§ What is required: Since the data must remain as supplied, reproduce it word for word.

§ Records supplied:

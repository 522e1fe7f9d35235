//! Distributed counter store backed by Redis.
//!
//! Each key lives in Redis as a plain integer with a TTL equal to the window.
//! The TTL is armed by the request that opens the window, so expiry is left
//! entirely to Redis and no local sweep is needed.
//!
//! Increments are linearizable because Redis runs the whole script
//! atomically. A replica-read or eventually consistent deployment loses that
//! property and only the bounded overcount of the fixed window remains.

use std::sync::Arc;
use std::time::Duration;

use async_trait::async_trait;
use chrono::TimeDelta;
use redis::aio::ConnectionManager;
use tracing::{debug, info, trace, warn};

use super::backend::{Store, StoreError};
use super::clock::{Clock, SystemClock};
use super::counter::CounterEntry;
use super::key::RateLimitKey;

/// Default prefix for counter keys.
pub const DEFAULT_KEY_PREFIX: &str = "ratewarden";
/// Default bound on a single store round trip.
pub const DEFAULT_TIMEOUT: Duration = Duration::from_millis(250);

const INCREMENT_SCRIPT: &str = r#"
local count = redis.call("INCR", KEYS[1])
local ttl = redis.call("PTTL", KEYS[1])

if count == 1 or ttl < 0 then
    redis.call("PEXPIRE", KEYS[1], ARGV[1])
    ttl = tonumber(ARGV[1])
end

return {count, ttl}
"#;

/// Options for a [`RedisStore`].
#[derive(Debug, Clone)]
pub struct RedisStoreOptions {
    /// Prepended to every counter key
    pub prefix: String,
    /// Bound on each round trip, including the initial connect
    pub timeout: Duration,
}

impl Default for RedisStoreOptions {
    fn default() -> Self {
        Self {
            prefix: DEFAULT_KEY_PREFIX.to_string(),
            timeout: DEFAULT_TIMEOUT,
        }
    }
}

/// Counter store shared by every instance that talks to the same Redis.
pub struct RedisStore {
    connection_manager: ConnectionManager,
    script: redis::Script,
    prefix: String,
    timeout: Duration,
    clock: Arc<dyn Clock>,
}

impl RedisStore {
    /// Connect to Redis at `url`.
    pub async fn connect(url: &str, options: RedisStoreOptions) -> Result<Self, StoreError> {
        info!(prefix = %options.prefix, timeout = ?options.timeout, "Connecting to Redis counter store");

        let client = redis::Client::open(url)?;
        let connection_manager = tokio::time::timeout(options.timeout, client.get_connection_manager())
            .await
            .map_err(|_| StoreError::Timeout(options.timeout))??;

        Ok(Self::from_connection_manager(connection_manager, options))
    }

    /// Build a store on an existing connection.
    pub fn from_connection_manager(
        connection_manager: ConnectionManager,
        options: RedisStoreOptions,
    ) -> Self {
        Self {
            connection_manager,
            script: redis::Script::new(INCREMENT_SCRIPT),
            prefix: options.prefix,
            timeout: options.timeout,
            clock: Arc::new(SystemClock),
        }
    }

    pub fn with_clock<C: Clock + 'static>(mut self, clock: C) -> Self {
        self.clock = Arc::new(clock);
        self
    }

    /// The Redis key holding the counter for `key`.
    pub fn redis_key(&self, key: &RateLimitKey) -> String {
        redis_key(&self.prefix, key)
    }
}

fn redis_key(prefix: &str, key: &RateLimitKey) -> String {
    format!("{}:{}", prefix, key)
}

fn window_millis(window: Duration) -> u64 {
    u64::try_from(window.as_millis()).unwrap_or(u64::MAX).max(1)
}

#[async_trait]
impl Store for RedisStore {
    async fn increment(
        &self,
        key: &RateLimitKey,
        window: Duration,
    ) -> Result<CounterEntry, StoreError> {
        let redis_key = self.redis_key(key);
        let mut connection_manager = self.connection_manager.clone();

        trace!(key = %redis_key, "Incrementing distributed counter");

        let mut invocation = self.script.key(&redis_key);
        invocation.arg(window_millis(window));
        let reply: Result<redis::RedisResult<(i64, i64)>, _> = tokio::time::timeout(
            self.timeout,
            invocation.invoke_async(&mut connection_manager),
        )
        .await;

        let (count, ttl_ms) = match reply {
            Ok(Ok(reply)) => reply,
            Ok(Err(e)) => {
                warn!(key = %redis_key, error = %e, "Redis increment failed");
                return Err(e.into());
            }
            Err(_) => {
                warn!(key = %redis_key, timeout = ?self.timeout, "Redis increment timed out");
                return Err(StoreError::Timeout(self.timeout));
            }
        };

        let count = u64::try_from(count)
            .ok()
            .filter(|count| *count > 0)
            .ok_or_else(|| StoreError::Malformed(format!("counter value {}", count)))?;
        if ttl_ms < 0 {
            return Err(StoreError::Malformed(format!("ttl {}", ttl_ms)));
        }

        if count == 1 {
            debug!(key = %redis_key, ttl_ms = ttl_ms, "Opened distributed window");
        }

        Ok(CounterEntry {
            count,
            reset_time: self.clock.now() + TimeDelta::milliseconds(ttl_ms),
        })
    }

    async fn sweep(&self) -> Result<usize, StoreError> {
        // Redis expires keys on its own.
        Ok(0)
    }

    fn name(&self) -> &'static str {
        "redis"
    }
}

§ Expected output:
repository 522e1fe7f9d35235
//! Distributed counter store backed by Redis.
//!
//! Each key lives in Redis as a plain integer with a TTL equal to the window.
//! The TTL is armed by the request that opens the window, so expiry is left
//! entirely to Redis and no local sweep is needed.
//!
//! Increments are linearizable because Redis runs the whole script
//! atomically. A replica-read or eventually consistent deployment loses that
//! property and only the bounded overcount of the fixed window remains.

use std::sync::Arc;
use std::time::Duration;

use async_trait::async_trait;
use chrono::TimeDelta;
use redis::aio::ConnectionManager;
use tracing::{debug, info, trace, warn};

use super::backend::{Store, StoreError};
use super::clock::{Clock, SystemClock};
use super::counter::CounterEntry;
use super::key::RateLimitKey;

/// Default prefix for counter keys.
pub const DEFAULT_KEY_PREFIX: &str = "ratewarden";
/// Default bound on a single store round trip.
pub const DEFAULT_TIMEOUT: Duration = Duration::from_millis(250);

const INCREMENT_SCRIPT: &str = r#"
local count = redis.call("INCR", KEYS[1])
local ttl = redis.call("PTTL", KEYS[1])

if count == 1 or ttl < 0 then
    redis.call("PEXPIRE", KEYS[1], ARGV[1])
    ttl = tonumber(ARGV[1])
end

return {count, ttl}
"#;

/// Options for a [`RedisStore`].
#[derive(Debug, Clone)]
pub struct RedisStoreOptions {
    /// Prepended to every counter key
    pub prefix: String,
    /// Bound on each round trip, including the initial connect
    pub timeout: Duration,
}

impl Default for RedisStoreOptions {
    fn default() -> Self {
        Self {
            prefix: DEFAULT_KEY_PREFIX.to_string(),
            timeout: DEFAULT_TIMEOUT,
        }
    }
}

/// Counter store shared by every instance that talks to the same Redis.
pub struct RedisStore {
    connection_manager: ConnectionManager,
    script: redis::Script,
    prefix: String,
    timeout: Duration,
    clock: Arc<dyn Clock>,
}

impl RedisStore {
    /// Connect to Redis at `url`.
    pub async fn connect(url: &str, options: RedisStoreOptions) -> Result<Self, StoreError> {
        info!(prefix = %options.prefix, timeout = ?options.timeout, "Connecting to Redis counter store");

        let client = redis::Client::open(url)?;
        let connection_manager = tokio::time::timeout(options.timeout, client.get_connection_manager())
            .await
            .map_err(|_| StoreError::Timeout(options.timeout))??;

        Ok(Self::from_connection_manager(connection_manager, options))
    }

    /// Build a store on an existing connection.
    pub fn from_connection_manager(
        connection_manager: ConnectionManager,
        options: RedisStoreOptions,
    ) -> Self {
        Self {
            connection_manager,
            script: redis::Script::new(INCREMENT_SCRIPT),
            prefix: options.prefix,
            timeout: options.timeout,
            clock: Arc::new(SystemClock),
        }
    }

    pub fn with_clock<C: Clock + 'static>(mut self, clock: C) -> Self {
        self.clock = Arc::new(clock);
        self
    }

    /// The Redis key holding the counter for `key`.
    pub fn redis_key(&self, key: &RateLimitKey) -> String {
        redis_key(&self.prefix, key)
    }
}

fn redis_key(prefix: &str, key: &RateLimitKey) -> String {
    format!("{}:{}", prefix, key)
}

fn window_millis(window: Duration) -> u64 {
    u64::try_from(window.as_millis()).unwrap_or(u64::MAX).max(1)
}

#[async_trait]
impl Store for RedisStore {
    async fn increment(
        &self,
        key: &RateLimitKey,
        window: Duration,
    ) -> Result<CounterEntry, StoreError> {
        let redis_key = self.redis_key(key);
        let mut connection_manager = self.connection_manager.clone();

        trace!(key = %redis_key, "Incrementing distributed counter");

        let mut invocation = self.script.key(&redis_key);
        invocation.arg(window_millis(window));
        let reply: Result<redis::RedisResult<(i64, i64)>, _> = tokio::time::timeout(
            self.timeout,
            invocation.invoke_async(&mut connection_manager),
        )
        .await;

        let (count, ttl_ms) = match reply {
            Ok(Ok(reply)) => reply,
            Ok(Err(e)) => {
                warn!(key = %redis_key, error = %e, "Redis increment failed");
                return Err(e.into());
            }
            Err(_) => {
                warn!(key = %redis_key, timeout = ?self.timeout, "Redis increment timed out");
                return Err(StoreError::Timeout(self.timeout));
            }
        };

        let count = u64::try_from(count)
            .ok()
            .filter(|count| *count > 0)
            .ok_or_else(|| StoreError::Malformed(format!("counter value {}", count)))?;
        if ttl_ms < 0 {
            return Err(StoreError::Malformed(format!("ttl {}", ttl_ms)));
        }

        if count == 1 {
            debug!(key = %redis_key, ttl_ms = ttl_ms, "Opened distributed window");
        }

        Ok(CounterEntry {
            count,
            reset_time: self.clock.now() + TimeDelta::milliseconds(ttl_ms),
        })
    }

    async fn sweep(&self) -> Result<usize, StoreError> {
        // Redis expires keys on its own.
        Ok(0)
    }

    fn name(&self) -> &'static str {
        "redis"
    }
}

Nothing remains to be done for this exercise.